(Saved data entries)
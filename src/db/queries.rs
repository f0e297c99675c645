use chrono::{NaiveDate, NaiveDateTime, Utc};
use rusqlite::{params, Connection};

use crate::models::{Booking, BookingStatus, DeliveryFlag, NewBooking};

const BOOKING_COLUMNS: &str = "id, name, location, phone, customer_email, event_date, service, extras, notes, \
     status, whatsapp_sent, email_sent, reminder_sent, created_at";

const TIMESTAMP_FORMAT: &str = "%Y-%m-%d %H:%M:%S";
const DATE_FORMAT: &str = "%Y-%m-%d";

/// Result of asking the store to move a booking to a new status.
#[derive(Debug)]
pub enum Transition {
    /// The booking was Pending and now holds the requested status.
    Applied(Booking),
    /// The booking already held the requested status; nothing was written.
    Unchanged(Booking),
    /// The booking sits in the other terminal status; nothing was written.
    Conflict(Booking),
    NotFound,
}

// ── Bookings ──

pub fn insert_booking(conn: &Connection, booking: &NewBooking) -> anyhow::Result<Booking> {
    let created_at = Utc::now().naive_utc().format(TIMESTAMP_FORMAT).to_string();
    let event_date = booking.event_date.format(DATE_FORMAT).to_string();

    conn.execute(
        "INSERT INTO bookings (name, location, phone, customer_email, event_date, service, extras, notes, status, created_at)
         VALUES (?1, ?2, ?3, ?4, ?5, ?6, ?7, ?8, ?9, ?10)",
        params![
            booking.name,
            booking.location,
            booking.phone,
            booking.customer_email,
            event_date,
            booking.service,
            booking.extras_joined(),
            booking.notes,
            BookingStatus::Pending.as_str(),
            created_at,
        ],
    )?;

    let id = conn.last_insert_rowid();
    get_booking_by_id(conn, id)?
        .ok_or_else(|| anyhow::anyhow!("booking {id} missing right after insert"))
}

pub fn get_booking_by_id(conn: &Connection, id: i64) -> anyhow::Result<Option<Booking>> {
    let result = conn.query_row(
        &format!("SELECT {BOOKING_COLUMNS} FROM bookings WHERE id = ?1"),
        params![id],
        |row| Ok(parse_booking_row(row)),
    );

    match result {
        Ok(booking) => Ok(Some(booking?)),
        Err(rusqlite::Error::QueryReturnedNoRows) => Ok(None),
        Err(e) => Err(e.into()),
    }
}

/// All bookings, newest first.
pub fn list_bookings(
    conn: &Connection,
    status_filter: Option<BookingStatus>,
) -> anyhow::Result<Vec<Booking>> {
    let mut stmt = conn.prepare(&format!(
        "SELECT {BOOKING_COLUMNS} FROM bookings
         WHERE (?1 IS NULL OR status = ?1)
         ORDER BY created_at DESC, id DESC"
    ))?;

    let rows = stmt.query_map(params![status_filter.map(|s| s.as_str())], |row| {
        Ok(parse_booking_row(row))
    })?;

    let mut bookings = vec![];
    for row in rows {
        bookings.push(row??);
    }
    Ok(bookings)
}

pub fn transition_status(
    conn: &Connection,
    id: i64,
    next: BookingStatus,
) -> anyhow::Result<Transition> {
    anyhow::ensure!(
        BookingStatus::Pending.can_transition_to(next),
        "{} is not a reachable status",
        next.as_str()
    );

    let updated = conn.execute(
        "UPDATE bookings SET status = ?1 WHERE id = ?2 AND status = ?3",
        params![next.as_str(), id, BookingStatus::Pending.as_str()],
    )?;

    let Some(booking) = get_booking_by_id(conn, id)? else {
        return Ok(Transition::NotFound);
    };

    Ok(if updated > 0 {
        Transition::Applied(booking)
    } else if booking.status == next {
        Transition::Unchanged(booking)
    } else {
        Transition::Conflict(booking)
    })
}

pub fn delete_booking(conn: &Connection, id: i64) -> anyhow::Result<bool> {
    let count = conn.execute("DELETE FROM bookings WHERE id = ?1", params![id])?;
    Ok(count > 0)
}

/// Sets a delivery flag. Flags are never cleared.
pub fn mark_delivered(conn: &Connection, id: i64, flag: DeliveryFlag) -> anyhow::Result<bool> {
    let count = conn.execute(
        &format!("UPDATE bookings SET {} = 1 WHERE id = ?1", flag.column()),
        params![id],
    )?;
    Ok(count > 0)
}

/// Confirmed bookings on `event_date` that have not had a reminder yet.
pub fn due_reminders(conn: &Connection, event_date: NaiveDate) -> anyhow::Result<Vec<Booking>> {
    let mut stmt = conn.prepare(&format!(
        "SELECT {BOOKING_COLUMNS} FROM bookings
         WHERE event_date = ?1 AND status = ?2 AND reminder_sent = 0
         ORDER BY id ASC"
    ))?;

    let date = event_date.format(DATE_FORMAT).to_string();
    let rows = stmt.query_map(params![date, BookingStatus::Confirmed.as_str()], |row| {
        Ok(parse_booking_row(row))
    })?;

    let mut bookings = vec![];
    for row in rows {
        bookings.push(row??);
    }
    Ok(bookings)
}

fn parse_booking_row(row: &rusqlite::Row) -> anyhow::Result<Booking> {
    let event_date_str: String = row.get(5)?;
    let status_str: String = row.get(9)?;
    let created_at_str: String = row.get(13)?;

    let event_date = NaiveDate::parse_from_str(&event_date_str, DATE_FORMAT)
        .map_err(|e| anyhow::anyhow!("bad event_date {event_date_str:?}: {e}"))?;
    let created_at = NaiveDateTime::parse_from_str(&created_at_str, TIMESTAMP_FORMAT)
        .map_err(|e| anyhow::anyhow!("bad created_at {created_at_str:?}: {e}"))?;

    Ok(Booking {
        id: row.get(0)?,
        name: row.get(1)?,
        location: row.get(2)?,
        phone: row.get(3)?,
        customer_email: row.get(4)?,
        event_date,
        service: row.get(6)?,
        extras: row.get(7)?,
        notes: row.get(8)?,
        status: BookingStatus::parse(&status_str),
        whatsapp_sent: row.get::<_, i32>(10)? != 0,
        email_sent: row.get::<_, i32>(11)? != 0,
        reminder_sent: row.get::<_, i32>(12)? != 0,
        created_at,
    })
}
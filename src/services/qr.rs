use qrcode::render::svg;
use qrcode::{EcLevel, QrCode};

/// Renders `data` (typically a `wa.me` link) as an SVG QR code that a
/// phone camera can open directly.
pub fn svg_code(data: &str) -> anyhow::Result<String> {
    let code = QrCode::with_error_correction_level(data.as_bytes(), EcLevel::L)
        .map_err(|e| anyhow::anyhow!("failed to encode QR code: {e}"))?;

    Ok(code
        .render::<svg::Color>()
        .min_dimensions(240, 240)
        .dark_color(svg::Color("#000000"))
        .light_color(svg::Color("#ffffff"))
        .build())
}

## Brief
The output consists solely of the lines from the line that contains "pub fn svg_code(data: &str)" through the final line of the data.

## Result
pub fn svg_code(data: &str) -> anyhow::Result<String> {
    let code = QrCode::with_error_correction_level(data.as_bytes(), EcLevel::L)
        .map_err(|e| anyhow::anyhow!("failed to encode QR code: {e}"))?;

    Ok(code
        .render::<svg::Color>()
        .min_dimensions(240, 240)
        .dark_color(svg::Color("#000000"))
        .light_color(svg::Color("#ffffff"))
        .build())
}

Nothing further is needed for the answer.